Que jura que tudo não passou de um mal-entendido. "Nos fantasiamos daquele jeito para festejar o Carnaval. Queríamos dar um toque de humor aos testes e tirar um sarro do pai de Hamilton, que aparece na TV em todos os GPs. Não tivemos a menor intenção de rir da cor da sua pele ou de ofender alguém", declarou ao jornal espanhol "Publico".
Pode até ser. A foto de Calderon e seus amigos de certa forma remete à velha imagem de atores que pintavam o rosto de preto para interpretar negros, muitas vezes em situações de humor escrachado. No incensado "Brasil-de-todas-as-raças", "sem racismos ou preconceitos", a peça Pedro Mico, de Antônio Callado, quase uma caricatura, fez sucesso seguindo a fórmula da tinta preta.
Mas eram outros tempos. Hoje, por "n" motivos, do acirramento das tensões raciais à onda do "politicamente correto", cenas assim não cabem. Mesmo que sua única intenção tenha sido o bom humor, Calderon foi imprudente. E naïf. Numa era em que ser naïf é quase ser idiota. Que engula as críticas, pois.
E os outros, os dos cartazes e objetos arremessados? São idiotas completos, que deveriam ter sido identificados para que seus nomes também corressem o mundo e para que fossem impedidos de entrar em arenas esportivas pelo resto dos dias. Quanto a Hamilton, apesar da chateação, aposto que nada acontecerá. A base para isso, uma resposta que deu a este colunista em 1999.
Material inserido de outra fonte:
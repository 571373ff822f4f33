//! Integration test: sensor frame caching and expiry.
//!
//! A frame stays usable for its window (inclusive) and is dropped the tick
//! after. Expired depth turns every estimate invalid; expired detections
//! mean nobody is in view.

use andon_common::state::{SystemFault, SystemState};
use andon_common::telemetry::CycleFlags;
use andon_common::types::{RawDepthFrame, TofResolution};

use super::Rig;

#[test]
fn depth_expires_after_window() {
    let mut rig = Rig::new();
    rig.person(0.9);
    rig.depth(800.0, 0);
    let out = rig.cycle_at(0);
    assert_eq!(out.state, SystemState::Warning);
    assert!(out.telemetry.flags.contains(CycleFlags::DEPTH_FRESH));

    rig.person(0.9);
    let out = rig.cycle_at(1000);
    assert!(out.telemetry.flags.contains(CycleFlags::DEPTH_CACHED));
    assert!(out.telemetry.estimates[0].valid);
    assert_eq!(out.telemetry.estimates[0].distance_mm, 800.0);

    rig.person(0.9);
    let out = rig.cycle_at(1001);
    assert_eq!(out.state, SystemState::Warning);
    assert!(!out.telemetry.flags.intersects(CycleFlags::DEPTH_FRESH | CycleFlags::DEPTH_CACHED));
    assert!(!out.telemetry.estimates[0].valid);
}

#[test]
fn expired_depth_cannot_latch() {
    let mut rig = Rig::new();
    rig.depth(450.0, 0);
    assert_eq!(rig.cycle_at(0).state, SystemState::Scanning);

    // Close reading is older than the window when the person shows up.
    rig.person(0.9);
    let out = rig.cycle_at(1001);
    assert_eq!(out.state, SystemState::Warning);
    assert_eq!(out.telemetry.fault, SystemFault::None);
}

#[test]
fn cached_depth_still_latches() {
    let mut rig = Rig::new();
    rig.depth(450.0, 0);
    rig.cycle_at(0);

    rig.person(0.9);
    let out = rig.cycle_at(1000);
    assert_eq!(out.state, SystemState::Stopped);
    assert_eq!(out.telemetry.fault, SystemFault::EStopped);
}

#[test]
fn detections_expire_after_window() {
    let mut rig = Rig::new();
    rig.person(0.9);
    rig.depth_invalid(0);
    assert_eq!(rig.cycle_at(0).state, SystemState::Warning);

    let out = rig.cycle_at(1000);
    assert_eq!(out.state, SystemState::Warning);
    assert!(out.telemetry.flags.contains(CycleFlags::DETECTION_CACHED));

    let out = rig.cycle_at(1001);
    assert_eq!(out.state, SystemState::Scanning);
    assert_eq!(out.telemetry.detection_count, 0);
}

#[test]
fn empty_frame_replaces_cached_person() {
    let mut rig = Rig::new();
    rig.person(0.9);
    rig.depth(800.0, 0);
    assert_eq!(rig.cycle_at(0).state, SystemState::Warning);

    rig.nobody();
    assert_eq!(rig.cycle_at(10).state, SystemState::Scanning);
}

#[test]
fn low_confidence_person_ignored() {
    let mut rig = Rig::new();
    rig.person(0.3);
    rig.depth(450.0, 0);

    let out = rig.cycle_at(0);
    assert_eq!(out.state, SystemState::Scanning);
    assert_eq!(out.telemetry.detection_count, 0);
    assert_eq!(out.telemetry.fault, SystemFault::None);
}

#[test]
fn mismatched_depth_resolution_is_invalid() {
    let mut rig = Rig::new();
    rig.person(0.9);
    rig.links
        .depth
        .publish(RawDepthFrame::uniform(TofResolution::Grid8x8, 450.0, 0));

    let out = rig.cycle_at(0);
    assert_eq!(out.state, SystemState::Warning);
    assert!(!out.telemetry.estimates[0].valid);
}
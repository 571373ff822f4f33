//! Integration test: host-connected and host-independent modes.

use andon_common::state::{ConnectionStatus, HostMachineState, StateBucket, SystemFault, SystemState};
use andon_controller::state::Decision;

use super::Rig;

/// Rig with a heartbeat and `Execute` applied at t=0.
fn connected_rig() -> Rig {
    let mut rig = Rig::new();
    rig.heartbeat();
    rig.host_state(HostMachineState::Execute);
    let out = rig.cycle_at(0);
    assert_eq!(out.state, SystemState::HostActiveState);
    rig
}

#[test]
fn connected_host_running_is_active() {
    let mut rig = connected_rig();
    let out = rig.cycle_at(10);
    assert_eq!(out.state, SystemState::HostActiveState);
    assert_eq!(out.decision, Decision::Clear);
    assert_eq!(out.telemetry.connection, ConnectionStatus::Connected);
    assert_eq!(out.telemetry.host_bucket, Some(StateBucket::Run));
}

#[test]
fn connected_without_host_state_stops() {
    let mut rig = Rig::new();
    rig.heartbeat();

    // Default host state is Undefined, which sits in the stop bucket.
    let out = rig.cycle_at(0);
    assert_eq!(out.state, SystemState::Stopped);
    assert_eq!(out.decision, Decision::HostStop);
    assert_eq!(out.telemetry.fault, SystemFault::EStopped);
}

#[test]
fn host_stop_latches_until_run_state() {
    let mut rig = connected_rig();

    rig.host_state(HostMachineState::Aborting);
    let out = rig.cycle_at(10);
    assert_eq!(out.decision, Decision::HostStop);
    assert_eq!(out.telemetry.fault, SystemFault::EStopped);

    rig.host_state(HostMachineState::Idle);
    let out = rig.cycle_at(20);
    assert_eq!(out.state, SystemState::HostActiveState);
    assert_eq!(out.telemetry.fault, SystemFault::None);
}

#[test]
fn disconnects_one_tick_after_timeout() {
    let mut rig = connected_rig();

    let out = rig.cycle_at(3000);
    assert_eq!(out.state, SystemState::HostActiveState);
    assert_eq!(out.telemetry.connection, ConnectionStatus::Connected);

    let out = rig.cycle_at(3001);
    assert_eq!(out.state, SystemState::Scanning);
    assert_eq!(out.telemetry.connection, ConnectionStatus::Disconnected);
    assert_eq!(out.telemetry.host_bucket, None);
}

#[test]
fn heartbeat_reconnects() {
    let mut rig = connected_rig();
    assert_eq!(rig.cycle_at(5000).state, SystemState::Scanning);

    rig.heartbeat();
    let out = rig.cycle_at(5010);
    assert_eq!(out.state, SystemState::HostActiveState);
    assert_eq!(rig.links.connection.last_heartbeat_ms(), Some(5010));
}

#[test]
fn host_stop_ignored_while_disconnected() {
    let mut rig = Rig::new();
    rig.host_state(HostMachineState::Stopped);

    let out = rig.cycle_at(0);
    assert_eq!(out.state, SystemState::Scanning);
    assert_eq!(out.telemetry.fault, SystemFault::None);
    assert_eq!(out.telemetry.host_state, HostMachineState::Stopped);
}

#[test]
fn danger_checked_in_connected_mode() {
    let mut rig = connected_rig();
    rig.person(0.9);
    rig.depth(450.0, 10);

    let out = rig.cycle_at(10);
    assert_eq!(out.state, SystemState::Stopped);
    assert_eq!(out.decision, Decision::Danger);
}

#[test]
fn person_far_warns_in_connected_mode() {
    let mut rig = connected_rig();
    rig.person(0.9);
    rig.depth(1200.0, 10);

    let out = rig.cycle_at(10);
    assert_eq!(out.state, SystemState::Warning);
    assert_eq!(out.decision, Decision::PersonInView);
}
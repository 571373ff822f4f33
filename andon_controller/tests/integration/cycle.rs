//! Integration test: cycle runner publishing, overrun accounting and
//! deterministic scenario replay.

use std::sync::atomic::AtomicBool;

use andon_common::channel::SlotReader;
use andon_common::state::{SystemFault, SystemState};
use andon_common::telemetry::CycleFlags;
use andon_controller::config::load_config_from_str;
use andon_controller::sim::{Transition, parse_scenario, replay};

use super::{Rig, config};

const BUDGET_NS: i64 = 10_000_000;

#[test]
fn state_published_on_change_only() {
    let mut rig = Rig::new();
    let mut led = SlotReader::new(rig.links.system_state.clone());

    for t in [0, 10, 20] {
        rig.cycle_at(t);
    }
    assert_eq!(led.try_recv(), Some(SystemState::Scanning));
    assert_eq!(rig.links.system_state.seq(), 1);
    assert_eq!(rig.links.telemetry.seq(), 3);

    rig.person(0.9);
    rig.depth(900.0, 30);
    rig.cycle_at(30);
    assert_eq!(led.try_recv(), Some(SystemState::Warning));
    assert_eq!(led.try_recv(), None);
}

#[test]
fn overrun_reported_on_next_cycle() {
    let mut rig = Rig::new();
    rig.cycle_at(0);

    rig.runner.record_timing(BUDGET_NS + 1, 0);
    let out = rig.cycle_at(10);
    assert!(out.telemetry.flags.contains(CycleFlags::OVERRUN));

    rig.runner.record_timing(BUDGET_NS, 0);
    let out = rig.cycle_at(20);
    assert!(!out.telemetry.flags.contains(CycleFlags::OVERRUN));
    assert_eq!(out.telemetry.fault, SystemFault::None);
}

#[test]
fn overrun_streak_resets_on_good_cycle() {
    let mut rig = Rig::new();
    for _ in 0..49 {
        rig.runner.record_timing(BUDGET_NS * 2, 0);
    }
    rig.runner.record_timing(BUDGET_NS / 2, 0);
    for _ in 0..49 {
        rig.runner.record_timing(BUDGET_NS * 2, 0);
    }

    let stats = rig.runner.stats();
    assert_eq!(stats.overruns, 98);
    assert_eq!(stats.max_consecutive_overruns, 49);
    assert_eq!(stats.cycle_count, 99);
    assert_eq!(rig.runner.controller().fault(), SystemFault::None);
}

#[test]
fn configured_overrun_threshold() {
    let loaded = load_config_from_str(
        "[shared]\nservice_name = \"it\"\n\n[controller]\noverrun_fault_cycles = 3\n",
    )
    .unwrap();
    let mut rig = Rig::with_config(&loaded);
    rig.cycle_at(0);

    for _ in 0..3 {
        rig.runner.record_timing(BUDGET_NS * 2, 0);
    }
    let out = rig.cycle_at(10);
    assert_eq!(out.telemetry.fault, SystemFault::ProgramError);
    assert!(out.telemetry.flags.contains(CycleFlags::FAULT_LATCHED));
}

#[test]
fn run_returns_when_not_running() {
    let mut rig = Rig::new();
    rig.runner.run(&AtomicBool::new(false)).unwrap();
    assert_eq!(rig.runner.stats().cycle_count, 0);
}

#[test]
fn replay_person_approaching() {
    let scenario = parse_scenario(
        r#"
duration_ms = 3000

[heartbeat]
period_ms = 1000

[[steps]]
at_ms = 0
action = "host_state"
state = 5

[[steps]]
at_ms = 1500
action = "person"
bbox = [0.0, 0.0, 0.2, 0.2]
distance_mm = 450.0
"#,
    )
    .unwrap();

    let transitions = replay(&scenario, &config());
    assert_eq!(
        transitions,
        vec![
            Transition {
                at_ms: 0,
                state: SystemState::HostActiveState,
                fault: SystemFault::None,
            },
            Transition {
                at_ms: 1500,
                state: SystemState::Stopped,
                fault: SystemFault::EStopped,
            },
        ]
    );
}

#[test]
fn replay_host_goes_silent() {
    let scenario = parse_scenario(
        r#"
duration_ms = 6000

[heartbeat]
period_ms = 1000
until_ms = 2000

[[steps]]
at_ms = 0
action = "host_state"
state = 5

[[steps]]
at_ms = 1000
action = "person"
bbox = [0.5, 0.5, 1.0, 1.0]
distance_mm = 800.0

[[steps]]
at_ms = 2500
action = "clear"
"#,
    )
    .unwrap();

    let states: Vec<(u64, SystemState)> = replay(&scenario, &config())
        .into_iter()
        .map(|t| (t.at_ms, t.state))
        .collect();
    assert_eq!(
        states,
        vec![
            (0, SystemState::HostActiveState),
            (1000, SystemState::Warning),
            (2500, SystemState::HostActiveState),
            (5010, SystemState::Scanning),
        ]
    );
}

#[test]
fn replay_sensor_silence_ages_out() {
    let scenario = parse_scenario(
        r#"
duration_ms = 2500

[[steps]]
at_ms = 0
action = "person"
bbox = [0.0, 0.0, 1.0, 1.0]

[[steps]]
at_ms = 500
action = "silence"
"#,
    )
    .unwrap();

    let states: Vec<(u64, SystemState)> = replay(&scenario, &config())
        .into_iter()
        .map(|t| (t.at_ms, t.state))
        .collect();
    // Last frame published at t=400, expires after 1000 ms.
    assert_eq!(
        states,
        vec![(0, SystemState::Warning), (1410, SystemState::Scanning)]
    );
}

#[test]
fn shipped_config_loads() {
    let loaded = load_config_from_str(include_str!("../../../config/andon.toml")).unwrap();
    assert_eq!(loaded.andon.shared.service_name, "andon-cell-01");
    assert_eq!(loaded.cycle_time_ns(), BUDGET_NS);
}

#[test]
fn shipped_demos_replay() {
    for demo in [
        include_str!("../../../demos/host_timeout.toml"),
        include_str!("../../../demos/sensor_dropout.toml"),
    ] {
        let scenario = parse_scenario(demo).unwrap();
        assert!(!replay(&scenario, &config()).is_empty());
    }

    let scenario = parse_scenario(include_str!("../../../demos/person_approach.toml")).unwrap();
    let states: Vec<(u64, SystemState)> = replay(&scenario, &config())
        .into_iter()
        .map(|t| (t.at_ms, t.state))
        .collect();
    assert_eq!(
        states,
        vec![
            (0, SystemState::HostActiveState),
            (1500, SystemState::Warning),
            (3000, SystemState::Stopped),
            (5000, SystemState::HostActiveState),
        ]
    );
}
O piloto tinha então 14 anos, era um projeto da McLaren e objeto de reportagem desta Folha sobre negros no automobilismo. Na espera para a entrevista, seu pai disse que a cor da pele poderia ser "uma excepcional oportunidade de marketing". E explicou: "Em dez anos, ele vai estar na F-1. Vamos quebrar a hegemonia branca, e isso vai chamar a atenção das empresas." O garoto, do alto de sua pré-adolescência, foi mais puro. À pergunta sobre se o fato de ser negro influenciou na decisão da equipe, respondeu: "Não acho que tenha sido essa a razão. Sempre fui bom".